ACTION ITEM — Output the data as it stands. Each line must match exactly.

SOURCE MATERIAL —
pub mod canvas;
pub mod heatmap;

#[cfg(feature = "viewer")]
pub mod cmviz_vis2d;
#[cfg(feature = "viewer")]
pub mod cmviz_vis3d;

OUTPUT OF THE EXERCISE —
pub mod canvas;
pub mod heatmap;

#[cfg(feature = "viewer")]
pub mod cmviz_vis2d;
#[cfg(feature = "viewer")]
pub mod cmviz_vis3d;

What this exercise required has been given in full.